6.3.1                     conduct installation of the Course(s) remotely. You will need to ensure that you download the remote access software identified by Kingshurst Multimedia and that your designated and competent technical contact is logged into the system and to provide all necessary access to the system through remote access and help and guidance for Kingshurst Multimedia to complete the installation; or

6.3.2                     conduct installation of the Course(s) on-site at the agreed premises location, PROVIDED, that all of Kingshurst Multimedia's requirements (including that of health and safety) which Kingshurst Multimedia may notify you of from time to time, have been complied with prior to the date of installation.  In the event of non-compliance of those requirements, Kingshurst Multimedia reserves the right not to conduct the installation on the agreed date of installation .  You will provide all necessary access to your premises and system and help and guidance for Kingshurst Multimedia to complete the installation; and

6.3.3                     you will confirm that the installation has been successfully completed after Kingshurst Multimedia has notified completion, and all issues must be raised within 14 days of notified completion of installation. 

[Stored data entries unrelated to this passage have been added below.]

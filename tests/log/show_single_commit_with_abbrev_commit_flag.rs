use crate::common::command::{
    commit_file, get_head_commit_sha, init_repository_dir, run_bitread_command,
};
use assert_fs::TempDir;
use predicates::prelude::*;
use rstest::rstest;

#[rstest]
fn show_single_commit_with_abbrev_commit_flag(
    init_repository_dir: TempDir,
) -> Result<(), Box<dyn std::error::Error>> {
    let dir = init_repository_dir.path();
    commit_file(dir, "1.txt", "Initial commit", "2023-01-01 12:00:00 +0000");
    let head = get_head_commit_sha(dir)?;

    run_bitread_command(dir, &["log", "--abbrev-commit"])
        .assert()
        .success()
        .stdout(predicate::str::starts_with(format!("commit {}\n", &head[..7])))
        .stdout(predicate::str::contains(head.as_str()).not());

    run_bitread_command(dir, &["log", "--oneline"])
        .assert()
        .success()
        .stdout(predicate::str::diff(format!("{} Initial commit\n", &head[..7])));

    Ok(())
}
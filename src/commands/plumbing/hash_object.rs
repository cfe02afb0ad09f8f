use crate::artifacts::objects::object_id::ObjectId;
use crate::artifacts::objects::object_type::ObjectType;
use anyhow::Context;
use std::io::Write;
use std::path::Path;

/// Print the blob ID of a file's bytes
///
/// Nothing is written to the store, so no repository is needed.
pub fn hash_object(object_path: &Path, writer: &mut impl Write) -> anyhow::Result<()> {
    let object_data = std::fs::read(object_path)
        .with_context(|| format!("unable to read {}", object_path.display()))?;

    let object_id = ObjectId::derive(ObjectType::Blob, &object_data);

    writeln!(writer, "{object_id}")?;

    Ok(())
}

6.3.4                     For the avoidance of doubt, prior to any installation of the Course(s) whether by you (or by Kingshurst Multimedia under clauses 6.3.1 and 6.3.2) it is your responsibility to ensure that your hardware and software meets the minimum system requirements notified to you by Kingshurst Multimedia.

 

7.                             Warranty and Liability

7.1                          Kingshurst Multimedia warrants that, as far as it is aware, the Use of the Course(s) will not infringe any valid Intellectual Property Rights of any third party. Such warranty excludes, and Kingshurst Multimedia will not be liable for any defect or problem with the Course(s) if (i) used in a way which is not in accordance with Kingshurst Multimedia's recommended instructions and procedure; (ii) alterations are made to the Course(s) by persons who are not authorised by Kingshurst Multimedia; (iii) you are in material breach of this Agreement; or (iv) any third party products or software are connected to or operated with the Course(s) unless approved by Kingshurst Multimedia. Such warranty excludes and Kingshurst Multimedia will not be liable for, and you will indemnify Kingshurst Multimedia against, any liability for the consequences of your or your end user's use of the Course(s).   If Kingshurst Multimedia receives written notice from you of any breach of this warranty then Kingshurst Multimedia shall at its own expense either procure a licence from the third party or amend the Course(s) so that it is non-infringing.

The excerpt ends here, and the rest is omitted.